Guillaume Caraccioli : Yvan Colonna est une icône dans la mouvance nationaliste Corse. Il a d’une part, réussi à échapper à la police pendant 4 ans de cavale et d’autre part été condamné dans un dossier ou aucune preuve n’a pu véritablement le confondre. Sa condamnation tient plus de la personne visée (le préfet Erignac) et du fait que Nicolas Sarkozy (ministre de l’intérieur à l’époque) le désigne comme l’assassin au moment de son arrestation.
Donc les Corses devraient (comme tout le monde de raisonnable à mon avis) détester Sarkozy pourtant ils ont voté pour lui à 57% aux présidentielles 2012… Ça doit être dû au fait que les nationalistes ne représentent qu’une petite partie de la population en Corse, je me trompe ?
Alors je ne pense pas être un spécialiste en termes de politique mais j’imagine que son programme devait avoir des avantages pour ceux qui ont voté pour lui. A savoir également qu’il n’y a pas que des Corses d’origine qui vivent sur l’ile. Après je ne veux pas parler au nom de tout les Corses mais je pense qu’on a un amour charnel pour notre île et que forcément on partage des idées qui ont pour but de la préserver à tous les niveaux…
Selon ce que j’ai lu, Colonna a été agressé par un djihadiste qui à priori n’a rien à voir avec les histoires d’indépendance de la Corse, cependant les manifestants demandent la vérité sur cette agression. Qu’est-ce que ça veut dire ?
Déjà, il faut savoir que les Corses condamnés pour l’affaire Erignac ont toujours vu leur demande de rapprochement familial refusée (ils étaient jusqu’à présent détenus dans l’hexagone). On imagine bien que, si Colonna avait pu obtenir ce rapprochement en Corse, rien de tout cela ne serait arrivé… Concernant son agression, il avait un statut de DPS (détenu particulièrement signalé). Il devait donc être surveillé 24h sur 24, ne pas être en relation avec d’autre DPS, ce qui fut malheureusement le cas. Une commission d’enquête ministérielle est en cours pour répondre à ces questions : Pourquoi ils étaient 2 en salle de sport ? Pourquoi il n’y avait-il pas de surveillant présent ? Comment une agression de 8 minutes peut avoir lieu dans un local sous vidéo surveillance sans que personne n’intervienne ?

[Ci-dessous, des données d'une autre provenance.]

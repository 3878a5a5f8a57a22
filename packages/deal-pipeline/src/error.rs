//! Typed errors for the deal pipeline.
//!
//! Uses `thiserror` for library errors (not `anyhow`) to provide
//! strongly-typed, composable error handling.

use thiserror::Error;

/// Errors that end a pipeline run.
///
/// Everything else (bad records, single failed queries, failed staging of one
/// deal) is reported in the run summary instead.
#[derive(Debug, Error)]
pub enum DealError {
    /// A caller-supplied parameter is out of contract.
    #[error("invalid configuration: {reason}")]
    InvalidConfiguration { reason: String },

    /// No keyword was given and every seed source failed.
    #[error("query seed source unavailable: {reason}")]
    SeedSourceUnavailable { reason: String },

    /// Not a single query reached the provider successfully.
    #[error("search provider unavailable after {attempted} queries: {last_error}")]
    ProviderUnavailable { attempted: usize, last_error: String },
}

impl DealError {
    pub fn invalid(reason: impl Into<String>) -> Self {
        Self::InvalidConfiguration {
            reason: reason.into(),
        }
    }
}

/// Errors from a search provider for one query specification.
#[derive(Debug, Error)]
pub enum ProviderError {
    /// Transport failure
    #[error("request failed: {0}")]
    Request(#[source] Box<dyn std::error::Error + Send + Sync>),

    /// Provider answered with an error
    #[error("provider error: {message}")]
    Api { status: Option<u16>, message: String },

    /// No searches left on the account
    #[error("quota exhausted: {0}")]
    QuotaExhausted(String),

    /// Credentials rejected
    #[error("unauthorized: {0}")]
    Unauthorized(String),
}

impl ProviderError {
    /// Fatal errors halt the rest of the query plan.
    pub fn is_fatal(&self) -> bool {
        matches!(self, Self::QuotaExhausted(_) | Self::Unauthorized(_))
    }
}

impl From<serpapi_client::SerpApiError> for ProviderError {
    fn from(err: serpapi_client::SerpApiError) -> Self {
        use serpapi_client::SerpApiError;

        match err {
            SerpApiError::Http(e) => Self::Request(Box::new(e)),
            SerpApiError::QuotaExhausted(message) => Self::QuotaExhausted(message),
            SerpApiError::Unauthorized(message) => Self::Unauthorized(message),
            SerpApiError::Api { status, message } => Self::Api {
                status: Some(status),
                message,
            },
        }
    }
}

/// Errors from the approval store and the seed sources.
#[derive(Debug, Error)]
pub enum StoreError {
    /// The deal has no link to stage it under
    #[error("deal has no link: {title}")]
    MissingLink { title: String },

    /// HTTP request failed
    #[error("HTTP error: {0}")]
    Http(#[source] Box<dyn std::error::Error + Send + Sync>),

    /// Store rejected the request
    #[error("store rejected request ({status}): {message}")]
    Rejected { status: u16, message: String },

    /// Store response could not be interpreted
    #[error("unexpected store response: {0}")]
    UnexpectedResponse(String),
}

impl From<reqwest::Error> for StoreError {
    fn from(err: reqwest::Error) -> Self {
        Self::Http(Box::new(err))
    }
}

/// Result type alias for pipeline operations.
pub type Result<T> = std::result::Result<T, DealError>;

/// Result type alias for provider operations.
pub type ProviderResult<T> = std::result::Result<T, ProviderError>;

/// Result type alias for store operations.
pub type StoreResult<T> = std::result::Result<T, StoreError>;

Dur à comprendre, effectivement. Donc l’agression (et la mort qui s’en est suivie) de Colonna est l’étincelle qui a allumé le feu et fait ressortir les anciennes revendications nationalistes. Ça c’est plus clair, déjà. La Corse demande l’autonomie. Au-delà du côté culturel, qu’auraient les Corses à y gagner ? Et pourquoi pas demander directement l’indépendance ?
Ce que demandent les Corses c’est une autonomie de plein pouvoir et de plein exercice. À savoir un pouvoir législatif, décisionnaire et fiscal étendu. Ils souhaitent également la reconnaissance du peuple corse et l’officialisation du bilinguisme Corse/Français. L’indépendance n’est pas revendiquée majoritairement.
Santa Maria Siche, village d’enfance de Guillaume. Photo : VC
Effectivement, ça ne coûterait pas grand-chose à l’état de reconnaitre le bilinguisme, je pense. Et ça ferait plaisir aux Corses ! Ça permettrait qu’il soit enseigné à l’école, le corse ?
La langue corse est déjà enseignée à l’école de façon optionnelle. Le but serait vraiment que cette langue fasse partie intégrante du quotidien sur l’ile afin qu’elle ne devienne pas une langue morte. Les jeunes ont à cœur de perpétuer les traditions et cela passe nécessairement par l’apprentissage de la langue de leurs ancêtres.
A part sa langue, qu’est-ce qui définit le peuple Corse ?
Je pense en premier à sa culture, son mode de vie très méditerranéen. Les loisirs sont souvent accès sur la nature, la chasse et la pèche, très pratiqué en corse. Ils ont un fort sentiment d’appartenance à une seule et même communauté.
Pourquoi l’Etat a toujours refusé l’autonomie, qu’a t’il à perdre selon toi ?
L’organisation de la France est centralisatrice. La Corse a déjà un statut particulier avec une assemblée régionale mais ses pouvoirs sont limités et toujours soumis à l’approbation du gouvernement français. De plus la Corse possède une base de l’OTAN à Solenzara ce qui donne à l’Europe une position militaire stratégique en méditerranée.
Guillaume, wall bash no grab, Bastia. Photo : VC
Bon, ça devient un peu trop technique pour moi, là, mais si je comprends bien, indépendance voudrait dire rattachement à l’OTAN, et comme on le voit avec l’Ukraine aujourd’hui, c’est pas une mince affaire… Donc l’autonomie est plus simple à obtenir et j’ai l’impression que de toute façon, ce qui importe aux Corses, c’est la reconnaissance de leur culture avant les histoires administratives… Quels sont les clichés sur les Corses qui s’avèrent vrais ?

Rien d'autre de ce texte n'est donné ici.